I owe my advancement entirely to the House of Commons, whose servant I am. In my country, as in yours, public men are proud to be the servants of the State and would be ashamed to be its masters. On any day, if they thought the people wanted it, the House of Commons could, by a simple vote, remove me from my office. But I am not worrying about it at all.

As a matter of fact, I am sure they will approve very highly of my journey here, for which I obtained the King’s permission, in order to meet the President of the United States, and to arrange with him for all that mapping of our military plans and for all those intimate meetings of the high officers of both countries, which are indispensable for the successful prosecution of the war.

I should like to say, first of all, how much I have been impressed and encouraged by the breadth of view and sense of proportion which I have found in all quarters over here to which I have had access. Any one who did not understand the size and solidarity of the foundation of the United States might easily have expected to find an excited, disturbed, self-centered atmosphere, with all minds fixed upon the novel, startling and painful episodes of sudden war as it hit America.

After all, the United States has been attacked and set upon by three most powerfully armed dictator States, the greatest military power in Europe, the greatest military power in Asia -- Japan, Germany and Italy have all declared and are making war upon you, and the quarrel is opened, which can only end in their overthrow or yours.

But, here in Washington in these memorable days, I have found an Olympian fortitude which, far from being based upon complacency, is only the mask of an inflexible purpose and the proof of a sure, well-grounded confidence in the final outcome.

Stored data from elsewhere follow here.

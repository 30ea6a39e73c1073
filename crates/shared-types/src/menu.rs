//! Navigation menu model and the route-active matcher.
//!
//! The whole tree is `'static` data so it can live in a `const` and be
//! walked by a single recursive renderer.

/// Icons used by top-level menu entries.
#[derive(Debug, Clone, Copy, PartialEq, Eq, Hash)]
pub enum Glyph {
    Dashboard,
    Calendar,
    Profile,
    Task,
    Forms,
    Tables,
    Pages,
    Messages,
    Inbox,
    Invoice,
    Chart,
    UiElements,
    Authentication,
}

/// Decorative tag rendered next to an entry's label.
#[derive(Debug, Clone, Copy, PartialEq, Eq, Hash)]
pub enum BadgeKind {
    /// Small version tag ("Pro").
    Version,
    /// Numeric counter tag.
    Count,
}

/// How an entry decides whether it is highlighted for the current path.
#[derive(Debug, Clone, Copy, PartialEq, Eq)]
pub enum ActiveRule {
    /// Current path equals the entry path.
    Exact,
    /// Current path contains the keyword anywhere.
    Keyword(&'static str),
    /// Current path equals `root`, or contains `keyword` anywhere.
    Umbrella {
        root: &'static str,
        keyword: &'static str,
    },
}

/// One menu entry. Entries with children are disclosure groups and are
/// not navigable themselves.
#[derive(Debug, Clone, Copy, PartialEq, Eq)]
pub struct MenuEntry {
    pub label: &'static str,
    pub path: &'static str,
    pub icon: Option<Glyph>,
    pub children: &'static [MenuEntry],
    pub badge: Option<BadgeKind>,
    pub rule: ActiveRule,
}

/// Path used by disclosure-group headers.
pub const GROUP_PATH: &str = "#";

impl MenuEntry {
    /// A navigable entry matched exactly against the current path.
    pub const fn link(label: &'static str, path: &'static str) -> Self {
        Self {
            label,
            path,
            icon: None,
            children: &[],
            badge: None,
            rule: ActiveRule::Exact,
        }
    }

    /// A disclosure group highlighted for `root` and any path containing
    /// `keyword`.
    pub const fn group(
        label: &'static str,
        icon: Glyph,
        root: &'static str,
        keyword: &'static str,
        children: &'static [MenuEntry],
    ) -> Self {
        Self {
            label,
            path: GROUP_PATH,
            icon: Some(icon),
            children,
            badge: None,
            rule: ActiveRule::Umbrella { root, keyword },
        }
    }

    pub const fn icon(self, icon: Glyph) -> Self {
        Self {
            icon: Some(icon),
            ..self
        }
    }

    pub const fn badge(self, badge: BadgeKind) -> Self {
        Self {
            badge: Some(badge),
            ..self
        }
    }

    /// Highlight whenever the current path contains `keyword`.
    pub const fn keyword(self, keyword: &'static str) -> Self {
        Self {
            rule: ActiveRule::Keyword(keyword),
            ..self
        }
    }

    pub fn is_collapsible(&self) -> bool {
        !self.children.is_empty()
    }

    /// Whether this entry or any descendant links to `path`.
    pub fn contains_path(&self, path: &str) -> bool {
        (!self.is_collapsible() && self.path == path)
            || self.children.iter().any(|c| c.contains_path(path))
    }
}

/// A titled section of the menu.
#[derive(Debug, Clone, Copy, PartialEq, Eq)]
pub struct MenuGroup {
    pub title: &'static str,
    pub entries: &'static [MenuEntry],
}

/// Whether `entry` should be highlighted while `current_path` is shown.
///
/// Keyword matching is a plain substring test, so a "task" umbrella also
/// lights up for `/tasks/archive/old-task-names`.
pub fn is_active(current_path: &str, entry: &MenuEntry) -> bool {
    match entry.rule {
        ActiveRule::Exact => current_path == entry.path,
        ActiveRule::Keyword(keyword) => {
            current_path == entry.path || current_path.contains(keyword)
        }
        ActiveRule::Umbrella { root, keyword } => {
            current_path == root || current_path.contains(keyword)
        }
    }
}

/// Every navigable entry of `groups`, depth first, in display order.
pub fn leaves(groups: &'static [MenuGroup]) -> impl Iterator<Item = &'static MenuEntry> {
    fn walk(entry: &'static MenuEntry, out: &mut Vec<&'static MenuEntry>) {
        if entry.is_collapsible() {
            for child in entry.children {
                walk(child, out);
            }
        } else {
            out.push(entry);
        }
    }

    let mut out = Vec::new();
    for group in groups {
        for entry in group.entries {
            walk(entry, &mut out);
        }
    }
    out.into_iter()
}

/// First navigable entry linking to `path`.
pub fn find_by_path(groups: &'static [MenuGroup], path: &str) -> Option<&'static MenuEntry> {
    leaves(groups).find(|e| e.path == path)
}
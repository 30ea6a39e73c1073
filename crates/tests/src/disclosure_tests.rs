use pretty_assertions::assert_eq;
use shared_types::{DisclosureState, DisclosureTransition, SidebarState, MENU};

/// One disclosure state per collapsible entry, in display order.
fn fresh_groups() -> Vec<(&'static str, DisclosureState)> {
    MENU.iter()
        .flat_map(|g| g.entries.iter())
        .filter(|e| e.is_collapsible())
        .map(|e| (e.label, DisclosureState::default()))
        .collect()
}

#[test]
fn menu_has_six_disclosure_groups() {
    let labels: Vec<_> = fresh_groups().into_iter().map(|(l, _)| l).collect();
    assert_eq!(
        labels,
        vec!["Dashboard", "Task", "Forms", "Pages", "UI Elements", "Authentication"]
    );
}

#[test]
fn first_click_on_any_group_only_wakes_the_section() {
    for index in 0..fresh_groups().len() {
        let mut state = SidebarState::restored(false);
        let mut groups = fresh_groups();

        let transition = groups[index].1.click(&mut state.section_expanded);

        assert_eq!(transition, DisclosureTransition::SectionEnabled);
        assert!(state.section_expanded);
        assert!(groups.iter().all(|(_, g)| !g.expanded));
    }
}

#[test]
fn second_click_opens_a_different_group() {
    let mut state = SidebarState::restored(false);
    let mut groups = fresh_groups();

    groups[1].1.click(&mut state.section_expanded);
    let transition = groups[2].1.click(&mut state.section_expanded);

    assert_eq!(transition, DisclosureTransition::Toggled(true));
    let open: Vec<_> = groups
        .iter()
        .filter(|(_, g)| g.expanded)
        .map(|(l, _)| *l)
        .collect();
    assert_eq!(open, vec!["Forms"]);
}

#[test]
fn restored_section_opens_on_first_click() {
    let mut state = SidebarState::restored(true);
    let mut groups = fresh_groups();
    assert_eq!(
        groups[0].1.click(&mut state.section_expanded),
        DisclosureTransition::Toggled(true)
    );
    assert!(groups[0].1.is_visible(state.section_expanded));
}

#[test]
fn collapsing_the_section_hides_every_open_group() {
    let mut state = SidebarState::restored(true);
    let mut groups = fresh_groups();
    for (_, group) in groups.iter_mut() {
        group.click(&mut state.section_expanded);
    }
    assert!(groups.iter().all(|(_, g)| g.is_visible(true)));

    state.section_expanded = false;
    assert!(groups
        .iter()
        .all(|(_, g)| g.expanded && !g.is_visible(state.section_expanded)));
}
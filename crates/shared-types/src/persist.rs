//! Mirrors the expanded-section flag into storage and onto the document.

use std::cell::RefCell;
use std::collections::HashMap;

use crate::{AppError, SidebarConfig};

/// String-keyed persistent storage (browser `localStorage` in the app).
pub trait FlagStore {
    fn load(&self, key: &str) -> Result<Option<String>, AppError>;
    fn store(&self, key: &str, value: &str) -> Result<(), AppError>;
}

/// Root presentation context whose named flags drive layout rules
/// (the class list of `<body>` in the app).
pub trait PresentationRoot {
    fn set_flag(&self, name: &str, on: bool);
}

/// In-process store, used off the web and in tests.
#[derive(Debug, Default)]
pub struct MemoryStore {
    items: RefCell<HashMap<String, String>>,
}

impl MemoryStore {
    pub fn new() -> Self {
        Self::default()
    }

    pub fn get(&self, key: &str) -> Option<String> {
        self.items.borrow().get(key).cloned()
    }
}

impl FlagStore for MemoryStore {
    fn load(&self, key: &str) -> Result<Option<String>, AppError> {
        Ok(self.get(key))
    }

    fn store(&self, key: &str, value: &str) -> Result<(), AppError> {
        self.items
            .borrow_mut()
            .insert(key.to_string(), value.to_string());
        Ok(())
    }
}

/// Parse a stored flag. Only the exact string `"true"` counts as set.
pub fn parse_expanded(raw: Option<&str>) -> bool {
    matches!(raw, Some("true"))
}

/// Read the expanded-section flag. Never fails: storage faults and
/// unparseable values read as `false`.
pub fn load_expanded(store: &impl FlagStore, config: &SidebarConfig) -> bool {
    match store.load(&config.storage_key) {
        Ok(raw) => parse_expanded(raw.as_deref()),
        Err(err) => {
            tracing::warn!(key = %config.storage_key, error = %err, "sidebar flag unreadable, using default");
            false
        }
    }
}

/// Write `expanded` to storage and reflect it on the presentation root.
pub fn synchronize(
    store: &impl FlagStore,
    root: &impl PresentationRoot,
    config: &SidebarConfig,
    expanded: bool,
) {
    let value = if expanded { "true" } else { "false" };
    if let Err(err) = store.store(&config.storage_key, value) {
        tracing::warn!(key = %config.storage_key, error = %err, "sidebar flag not persisted");
    }
    root.set_flag(&config.expanded_flag, expanded);
    tracing::debug!(expanded, "sidebar section synchronized");
}
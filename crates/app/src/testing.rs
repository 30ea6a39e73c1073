//! Server-side rendering of the routed shell for component tests.

use std::rc::Rc;

use dioxus::history::{provide_history_context, MemoryHistory};
use dioxus::prelude::*;
use shared_types::{AppConfig, SidebarState};

use crate::routes::Route;
use crate::Shell;

/// The pieces `App` provides, minus storage and the body-class effect.
#[component]
fn ShellAt(path: String, config: AppConfig, section_expanded: bool) -> Element {
    use_hook(|| provide_history_context(Rc::new(MemoryHistory::with_initial_path(&path))));
    use_context_provider(|| config.clone());
    let sidebar = use_signal(|| SidebarState::restored(section_expanded));
    use_context_provider(|| Shell { sidebar });

    rsx! { Router::<Route> {} }
}

/// Render the whole layout with `path` as the current route.
pub fn render_at(path: &str, config: AppConfig, section_expanded: bool) -> String {
    let mut dom = VirtualDom::new_with_props(
        ShellAt,
        ShellAtProps {
            path: path.to_string(),
            config,
            section_expanded,
        },
    );
    dom.rebuild_in_place();
    dioxus_ssr::render(&dom)
}
mod component;
pub use component::*;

We in Britain had the same feeling in our darkest days. We, too, were sure that in the end all would be well. You do not, I am certain, underrate the severity of the ordeal to which you and we have still to be subjected. The forces ranged against us are enormous. They are bitter. They are ruthless. The wicked men and their factions, who have launched their peoples on the path of war and conquest, know that they will be called to terrible account if they cannot beat down by force of arms the peoples they have assailed.

They will stop at nothing. They have a vast accumulation of war weapons of all kinds. They have highly trained and disciplined armies, navies and air services. They have plans and designs which have long been contrived and matured. They will stop at nothing that violence or treachery can suggest. It is quite true that on our side our resources in man power and materials are far greater than theirs. But only a portion of your resources are as yet mobilized and developed, and we both of us have much to learn in the cruel art of war.

We have, therefore, without doubt, a time of tribulation before us.  In this same time some ground will be lost which it will be hard and costly to regain. Many disappointments and unpleasant surprises await us. Many of them will afllict us before the full marshaling of our latent and total power can be accomplished.

For the best part of twenty years the youth of Britain and America have been taught that war was evil, which is true, and that it would never come again, which has been proved false. For the best part of twenty years the youth of Germany, of Japan and Italy have been taught that aggressive war is the noblest duty of the citizen and that it should be begun as soon as the necessary weapons and organization have been made. We have performed the duties and tasks of peace. They have plotted and planned for war. This naturally has placed us, in Britain, and now places you, in the United States, at a disadvantage which only time, courage and untiring exertion can correct.
We have indeed to be thankful that so much time has been granted to us. If Germany had tried to invade the British Isles after the French collapse in June, 1940, and if Japan had declared war on the British Empire and the United States at about the same date, no one can say what disasters and agonies might not have been our lot. But now at the end of December, 1941, our transformation from easygoing peace to total war efficiency has made very great progress.

The broad flow of munitions in Great Britain has already begun. Immense strides have been made in the conversion of American industry to military purposes, and now that the United States is at war, it is possible for orders to be given every day which in a year or eighteen months hence will produce results in war power beyond anything which has been seen or foreseen in the dictator States.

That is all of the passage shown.